The agency is widely expected to clear the £16.5bn merger between Vodafone and CK Hutchison’s Three UK in the coming weeks, on the condition that the combined group commits to behavioural remedies that include spending £11bn upgrading their UK network, and retaining certain customer tariffs for a period.
The decision would be a departure from its historical approach that requires companies to offload assets before a deal is approved. UK regulator Ofcom would be responsible for ensuring the companies’ fulfil their commitments.
Cardell cautioned that she did not “think the approach to the Vodafone Three merger . . . should be taken as an indication of a sort of fundamental change of approach”, despite the review that will take place next year.
The CMA has taken on a more significant role in shaping the UK market since Brexit, including having oversight of the largest corporate deals in Britain.
It came under fire last year over its handling of Microsoft’s $75bn acquisition of Activision Blizzard.
While the regulator ultimately approved the video games industry’s biggest-ever deal, the agency and Cardell faced criticism from business leaders, dealmakers and legal advisers for its initial move to block the tie-up.
Cardell said the Microsoft outcome shows that growth can be maintained with the right remedies, which allows a deal to progress while maintaining competition.

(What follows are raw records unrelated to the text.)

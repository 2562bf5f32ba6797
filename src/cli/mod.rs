//! CLI definitions and entry point.

use crate::config::ViewMode;
use crate::gantt::GroupBy;
use crate::i18n::Language;
use clap::{Args, Parser, Subcommand};
use std::path::PathBuf;

pub mod commands;

/// Local-first issue tracker (single JSON document, Gantt layout)
#[derive(Parser, Debug)]
#[command(name = "ct", author, version, about, long_about = None)]
pub struct Cli {
    #[command(subcommand)]
    pub command: Commands,

    /// Workspace directory (auto-discover .capitask/ if not set)
    #[arg(long, global = true)]
    pub data: Option<PathBuf>,

    /// Interface language for this invocation
    #[arg(long, global = true, value_enum)]
    pub lang: Option<Language>,

    /// Output as JSON
    #[arg(long, global = true)]
    pub json: bool,

    /// Increase logging verbosity (-v, -vv)
    #[arg(short, long, action = clap::ArgAction::Count, global = true)]
    pub verbose: u8,

    /// Quiet mode (no output except errors)
    #[arg(short, long, global = true)]
    pub quiet: bool,
}

#[derive(Subcommand, Debug)]
pub enum Commands {
    /// Initialize a capitask workspace with seed data
    Init {
        /// Overwrite an existing workspace
        #[arg(long)]
        force: bool,
    },

    /// Create a new issue in the backlog
    Create(CreateArgs),

    /// Update an issue's fields
    Update(UpdateArgs),

    /// Move an issue to another status column
    Move {
        /// Issue ID
        id: String,
        /// Target status ("To Do", "In Progress", "Done")
        status: String,
    },

    /// List backlog issues (board or list view)
    List(ListArgs),

    /// Show issue details
    Show {
        /// Issue ID
        id: String,
    },

    /// Add a comment to an issue
    Comment {
        /// Issue ID
        id: String,
        /// Comment text
        text: String,
        /// Comment author
        #[arg(long, default_value = "Admin")]
        author: String,
    },

    /// Link two issues with a typed relation
    Link(RelationArgs),

    /// Remove a typed relation between two issues
    Unlink(RelationArgs),

    /// Show the active sprint board
    Sprint(SprintArgs),

    /// Export sprint issues as CSV
    Export(ExportArgs),

    /// Render the Gantt timeline for active issues
    Gantt(GanttArgs),

    /// Get or set persisted preferences
    Config {
        #[command(subcommand)]
        command: ConfigCommand,
    },
}

#[derive(Args, Debug)]
pub struct CreateArgs {
    /// Issue title
    pub title: String,

    /// Issue type (Task, Bug, Story)
    #[arg(long = "type", value_name = "TYPE")]
    pub issue_type: Option<String>,

    /// Priority (High, Medium, Low)
    #[arg(long)]
    pub priority: Option<String>,

    /// Story points (0-100)
    #[arg(long)]
    pub points: Option<i64>,

    /// Due date (YYYY-MM-DD)
    #[arg(long)]
    pub due: Option<String>,

    /// Assignee
    #[arg(long)]
    pub assignee: Option<String>,

    /// Description
    #[arg(long)]
    pub description: Option<String>,
}

#[derive(Args, Debug, Default)]
pub struct UpdateArgs {
    /// Issue ID
    pub id: String,

    #[arg(long)]
    pub title: Option<String>,

    #[arg(long)]
    pub description: Option<String>,

    /// Issue type (Task, Bug, Story)
    #[arg(long = "type", value_name = "TYPE")]
    pub issue_type: Option<String>,

    /// Priority (High, Medium, Low)
    #[arg(long)]
    pub priority: Option<String>,

    /// Status ("To Do", "In Progress", "Done")
    #[arg(long)]
    pub status: Option<String>,

    /// Story points (0-100)
    #[arg(long)]
    pub points: Option<i64>,

    /// Due date (YYYY-MM-DD, empty string clears)
    #[arg(long)]
    pub due: Option<String>,

    #[arg(long)]
    pub assignee: Option<String>,
}

#[derive(Args, Debug)]
pub struct ListArgs {
    /// Filter by substring of title or id
    #[arg(long)]
    pub search: Option<String>,

    /// Filter by issue type
    #[arg(long = "type", value_name = "TYPE")]
    pub issue_type: Option<String>,

    /// Filter by priority
    #[arg(long)]
    pub priority: Option<String>,

    /// Rendering mode (overrides the stored preference)
    #[arg(long, value_enum)]
    pub view: Option<ViewMode>,
}

#[derive(Args, Debug)]
pub struct RelationArgs {
    /// Source issue ID
    pub a: String,

    /// Target issue ID
    pub b: String,

    /// Relation type (related, blocks, subtask)
    #[arg(long = "type", value_name = "TYPE", default_value = "related")]
    pub relation_type: String,
}

#[derive(Args, Debug)]
pub struct SprintArgs {
    /// Filter sprint issues by title substring
    #[arg(long)]
    pub search: Option<String>,

    /// Sort by field (id, title, priority, status)
    #[arg(long)]
    pub sort: Option<String>,
}

#[derive(Args, Debug)]
pub struct ExportArgs {
    /// Write to a file instead of stdout
    #[arg(long, short)]
    pub output: Option<PathBuf>,
}

#[derive(Args, Debug)]
pub struct GanttArgs {
    /// Grouping mode for rows
    #[arg(long, value_enum, default_value_t = GroupBy::Assignee)]
    pub group_by: GroupBy,

    /// Draw relation arrows between bars
    #[arg(long)]
    pub arrows: bool,
}

#[derive(Subcommand, Debug)]
pub enum ConfigCommand {
    /// Print the stored preferences
    Show,

    /// Set the interface language preference
    SetLang {
        #[arg(value_enum)]
        lang: Language,
    },

    /// Set the backlog view mode preference
    SetView {
        #[arg(value_enum)]
        view: ViewMode,
    },
}
//! Logging initialization.

use tracing_subscriber::EnvFilter;

/// Initialize tracing to stderr.
///
/// Verbosity: `-v` enables debug, `-vv` trace; `-q` silences everything
/// below errors. `RUST_LOG` wins when set.
pub fn init_logging(verbose: u8, quiet: bool) -> anyhow::Result<()> {
    let default_level = if quiet {
        "error"
    } else {
        match verbose {
            0 => "warn",
            1 => "debug",
            _ => "trace",
        }
    };

    let filter = EnvFilter::try_from_default_env()
        .unwrap_or_else(|_| EnvFilter::new(format!("capitask={default_level}")));

    tracing_subscriber::fmt()
        .with_env_filter(filter)
        .with_writer(std::io::stderr)
        .with_target(false)
        .try_init()
        .map_err(|e| anyhow::anyhow!("failed to initialize logging: {e}"))?;

    Ok(())
}
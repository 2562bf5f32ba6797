use crate::config::{self, CliOverrides, Preferences};
use crate::error::{CapitaskError, Result};
use crate::normalize::seed_document;
use crate::storage::DocumentStore;
use chrono::Utc;
use std::fs;
use std::path::Path;

/// Execute the init command.
///
/// # Errors
///
/// Returns an error if the workspace already exists (without `--force`)
/// or the document cannot be written.
pub fn execute(force: bool, cli: &CliOverrides) -> Result<()> {
    let workspace = config::workspace_path(Path::new("."), cli);

    let store = DocumentStore::new(&workspace);
    if store.document_path().exists() && !force {
        return Err(CapitaskError::AlreadyInitialized {
            path: store.document_path(),
        });
    }
    if !workspace.exists() {
        fs::create_dir_all(&workspace)?;
    }

    let doc = seed_document(Utc::now());
    store.save(&doc)?;
    config::save_prefs(&workspace, &Preferences::default())?;

    println!(
        "Initialized workspace in {} ({} issues seeded)",
        workspace.display(),
        doc.issues.len()
    );
    Ok(())
}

Of the roughly 50,000 deals announced in the 12 months to March 2024, the CMA conducted initial phase one investigations into 54, Cardell said. Of those, only nine moved to a more in-depth phase two probe and one merger — the Microsoft-Activision deal — was initially blocked.
However, she said the CMA is also taking steps to engage better with business across sectors including venture capitalists and the private equity industry, which may involve greater use of secondments.
Next year, the regulator will name certain tech businesses as having “strategic market status” under new laws. This means they will be subject to certain conduct rules to ensure fair market behaviour.
The companies must have “substantial and entrenched market power”, and are expected to apply to a handful of Big Tech companies.
But she stressed the new rules are not “just about regulating Big Tech”.
She added: “It’s about ensuring that the major players in digital markets are able to continue to play the critical role that they do in the UK economy in terms of driving innovation, bringing in investment, but that they can do that alongside creating opportunities for the smaller players.”